Stored data.
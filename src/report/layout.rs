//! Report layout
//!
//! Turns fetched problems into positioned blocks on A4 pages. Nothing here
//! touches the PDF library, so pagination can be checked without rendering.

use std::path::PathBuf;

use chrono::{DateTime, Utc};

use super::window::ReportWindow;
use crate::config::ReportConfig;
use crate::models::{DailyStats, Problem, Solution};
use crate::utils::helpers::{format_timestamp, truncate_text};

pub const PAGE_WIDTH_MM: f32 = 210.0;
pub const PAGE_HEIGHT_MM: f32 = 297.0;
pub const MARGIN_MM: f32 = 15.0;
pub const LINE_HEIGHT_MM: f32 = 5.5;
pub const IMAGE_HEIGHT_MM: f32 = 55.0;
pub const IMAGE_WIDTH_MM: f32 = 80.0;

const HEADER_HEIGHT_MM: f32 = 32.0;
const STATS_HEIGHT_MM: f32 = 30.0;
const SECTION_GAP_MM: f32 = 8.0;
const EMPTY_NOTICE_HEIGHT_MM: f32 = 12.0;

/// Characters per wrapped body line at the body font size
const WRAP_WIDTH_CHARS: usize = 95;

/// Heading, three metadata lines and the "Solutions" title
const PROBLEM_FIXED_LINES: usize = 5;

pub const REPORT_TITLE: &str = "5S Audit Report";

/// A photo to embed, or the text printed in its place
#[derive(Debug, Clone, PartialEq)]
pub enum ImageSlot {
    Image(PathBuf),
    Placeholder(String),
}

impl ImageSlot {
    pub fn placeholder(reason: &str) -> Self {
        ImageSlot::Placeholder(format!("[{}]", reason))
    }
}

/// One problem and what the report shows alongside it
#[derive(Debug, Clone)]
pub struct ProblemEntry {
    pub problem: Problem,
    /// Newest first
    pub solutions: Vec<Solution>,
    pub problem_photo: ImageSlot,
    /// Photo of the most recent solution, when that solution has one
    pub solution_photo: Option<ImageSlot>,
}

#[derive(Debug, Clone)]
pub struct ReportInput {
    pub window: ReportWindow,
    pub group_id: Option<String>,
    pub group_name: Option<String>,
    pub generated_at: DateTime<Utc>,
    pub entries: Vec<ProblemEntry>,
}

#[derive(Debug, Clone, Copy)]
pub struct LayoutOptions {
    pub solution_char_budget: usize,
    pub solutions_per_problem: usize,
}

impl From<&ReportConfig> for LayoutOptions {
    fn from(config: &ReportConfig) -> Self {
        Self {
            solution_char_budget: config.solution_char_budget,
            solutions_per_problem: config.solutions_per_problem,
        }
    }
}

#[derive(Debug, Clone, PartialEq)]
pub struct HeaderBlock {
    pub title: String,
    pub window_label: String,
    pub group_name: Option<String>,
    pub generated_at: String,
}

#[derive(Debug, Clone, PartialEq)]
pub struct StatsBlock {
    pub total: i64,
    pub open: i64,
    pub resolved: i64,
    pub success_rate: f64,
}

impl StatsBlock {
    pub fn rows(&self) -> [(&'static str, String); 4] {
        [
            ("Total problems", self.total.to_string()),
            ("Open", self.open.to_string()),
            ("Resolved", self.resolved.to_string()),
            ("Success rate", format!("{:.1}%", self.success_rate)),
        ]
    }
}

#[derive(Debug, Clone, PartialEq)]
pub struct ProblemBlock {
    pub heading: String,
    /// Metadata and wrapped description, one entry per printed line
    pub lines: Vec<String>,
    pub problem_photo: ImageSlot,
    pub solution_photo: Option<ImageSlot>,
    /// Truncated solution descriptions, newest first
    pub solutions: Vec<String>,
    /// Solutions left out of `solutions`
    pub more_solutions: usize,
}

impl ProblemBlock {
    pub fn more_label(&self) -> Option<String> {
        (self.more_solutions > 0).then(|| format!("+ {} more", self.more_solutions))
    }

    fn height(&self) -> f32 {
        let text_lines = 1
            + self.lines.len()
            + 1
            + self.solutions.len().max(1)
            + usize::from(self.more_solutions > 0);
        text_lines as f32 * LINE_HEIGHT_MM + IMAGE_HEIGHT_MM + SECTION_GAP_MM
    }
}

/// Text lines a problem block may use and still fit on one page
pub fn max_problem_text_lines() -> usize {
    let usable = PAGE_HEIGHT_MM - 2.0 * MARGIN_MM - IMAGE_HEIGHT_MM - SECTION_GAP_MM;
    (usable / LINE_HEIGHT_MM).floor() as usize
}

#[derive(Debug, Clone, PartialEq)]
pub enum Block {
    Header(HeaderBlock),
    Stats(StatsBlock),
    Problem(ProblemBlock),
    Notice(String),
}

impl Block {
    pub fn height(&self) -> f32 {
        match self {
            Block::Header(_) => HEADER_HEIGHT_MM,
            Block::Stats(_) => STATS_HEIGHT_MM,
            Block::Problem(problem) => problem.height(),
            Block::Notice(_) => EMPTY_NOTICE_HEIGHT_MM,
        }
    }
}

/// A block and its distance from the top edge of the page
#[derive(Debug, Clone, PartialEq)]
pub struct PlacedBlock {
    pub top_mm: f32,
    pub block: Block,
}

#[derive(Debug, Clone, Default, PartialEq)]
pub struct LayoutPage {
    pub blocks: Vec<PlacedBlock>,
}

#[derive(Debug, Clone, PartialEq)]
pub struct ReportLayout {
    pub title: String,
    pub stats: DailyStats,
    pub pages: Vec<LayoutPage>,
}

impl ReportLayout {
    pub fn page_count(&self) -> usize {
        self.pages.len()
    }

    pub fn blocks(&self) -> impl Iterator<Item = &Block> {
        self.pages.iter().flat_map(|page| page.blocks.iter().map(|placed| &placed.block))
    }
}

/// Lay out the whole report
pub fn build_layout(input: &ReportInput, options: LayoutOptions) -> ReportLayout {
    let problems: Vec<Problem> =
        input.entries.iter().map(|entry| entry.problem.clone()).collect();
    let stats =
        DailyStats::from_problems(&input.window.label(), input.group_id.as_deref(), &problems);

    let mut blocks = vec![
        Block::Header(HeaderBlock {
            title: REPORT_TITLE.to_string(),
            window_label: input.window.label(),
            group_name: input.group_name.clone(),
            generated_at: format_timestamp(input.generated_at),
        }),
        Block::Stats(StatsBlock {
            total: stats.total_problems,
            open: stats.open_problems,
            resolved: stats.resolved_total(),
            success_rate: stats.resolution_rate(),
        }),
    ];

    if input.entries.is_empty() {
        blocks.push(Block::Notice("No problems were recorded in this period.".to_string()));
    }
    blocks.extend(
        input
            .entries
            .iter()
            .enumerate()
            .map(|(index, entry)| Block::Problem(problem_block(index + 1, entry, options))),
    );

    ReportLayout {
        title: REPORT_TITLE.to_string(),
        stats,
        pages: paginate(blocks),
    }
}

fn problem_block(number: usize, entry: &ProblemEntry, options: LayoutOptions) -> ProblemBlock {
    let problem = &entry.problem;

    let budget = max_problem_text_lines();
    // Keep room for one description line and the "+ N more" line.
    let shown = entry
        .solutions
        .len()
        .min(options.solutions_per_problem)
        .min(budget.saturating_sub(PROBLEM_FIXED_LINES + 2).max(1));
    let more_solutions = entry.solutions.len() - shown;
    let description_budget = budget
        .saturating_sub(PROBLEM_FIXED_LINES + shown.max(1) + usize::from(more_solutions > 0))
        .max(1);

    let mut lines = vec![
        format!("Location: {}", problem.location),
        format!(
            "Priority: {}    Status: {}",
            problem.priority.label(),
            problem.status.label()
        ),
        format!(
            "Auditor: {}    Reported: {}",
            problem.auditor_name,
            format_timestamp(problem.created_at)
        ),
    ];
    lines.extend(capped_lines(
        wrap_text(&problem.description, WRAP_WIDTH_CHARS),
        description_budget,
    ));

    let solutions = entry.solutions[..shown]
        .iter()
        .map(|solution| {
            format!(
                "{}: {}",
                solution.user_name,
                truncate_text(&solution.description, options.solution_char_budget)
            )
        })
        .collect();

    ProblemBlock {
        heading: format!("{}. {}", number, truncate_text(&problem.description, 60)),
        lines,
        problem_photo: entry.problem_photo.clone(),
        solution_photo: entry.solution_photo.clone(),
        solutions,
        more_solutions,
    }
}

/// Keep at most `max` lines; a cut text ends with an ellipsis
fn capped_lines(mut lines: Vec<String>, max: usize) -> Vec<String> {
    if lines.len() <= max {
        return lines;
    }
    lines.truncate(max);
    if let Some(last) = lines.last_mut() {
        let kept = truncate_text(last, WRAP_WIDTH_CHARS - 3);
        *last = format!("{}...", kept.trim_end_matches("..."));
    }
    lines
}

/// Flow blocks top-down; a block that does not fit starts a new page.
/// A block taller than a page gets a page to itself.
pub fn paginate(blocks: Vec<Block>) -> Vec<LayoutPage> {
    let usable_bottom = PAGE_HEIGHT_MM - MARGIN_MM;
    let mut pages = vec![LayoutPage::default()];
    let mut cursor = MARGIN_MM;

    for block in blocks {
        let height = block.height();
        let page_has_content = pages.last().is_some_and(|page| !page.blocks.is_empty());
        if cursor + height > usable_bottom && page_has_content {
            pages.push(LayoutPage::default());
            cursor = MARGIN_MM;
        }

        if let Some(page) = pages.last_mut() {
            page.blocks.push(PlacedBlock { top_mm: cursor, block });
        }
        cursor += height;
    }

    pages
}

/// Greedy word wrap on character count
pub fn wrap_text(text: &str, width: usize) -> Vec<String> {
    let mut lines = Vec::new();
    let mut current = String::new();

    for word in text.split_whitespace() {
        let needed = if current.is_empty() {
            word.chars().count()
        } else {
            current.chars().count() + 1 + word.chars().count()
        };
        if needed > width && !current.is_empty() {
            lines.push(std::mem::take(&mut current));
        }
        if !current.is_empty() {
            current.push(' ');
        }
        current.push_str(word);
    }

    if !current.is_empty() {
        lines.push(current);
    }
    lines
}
--
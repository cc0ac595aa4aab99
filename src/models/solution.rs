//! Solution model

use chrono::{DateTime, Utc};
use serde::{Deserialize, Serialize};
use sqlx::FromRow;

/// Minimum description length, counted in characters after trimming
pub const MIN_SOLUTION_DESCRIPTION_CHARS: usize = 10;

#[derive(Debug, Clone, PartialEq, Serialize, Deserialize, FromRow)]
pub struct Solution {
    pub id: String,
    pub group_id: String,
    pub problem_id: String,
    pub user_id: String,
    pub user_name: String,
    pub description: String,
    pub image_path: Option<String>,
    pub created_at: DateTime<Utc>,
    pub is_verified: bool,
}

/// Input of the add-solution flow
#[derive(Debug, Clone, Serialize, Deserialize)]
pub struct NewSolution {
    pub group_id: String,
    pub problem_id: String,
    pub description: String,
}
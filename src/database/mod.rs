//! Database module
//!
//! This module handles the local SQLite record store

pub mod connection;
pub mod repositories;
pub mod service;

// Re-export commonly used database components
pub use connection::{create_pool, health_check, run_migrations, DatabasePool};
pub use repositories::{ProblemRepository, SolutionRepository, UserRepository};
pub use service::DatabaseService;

What needs to be done.
Which of the lines above contain "ReportWindow"? Return them all.

Task output.
use super::window::ReportWindow;
    pub window: ReportWindow,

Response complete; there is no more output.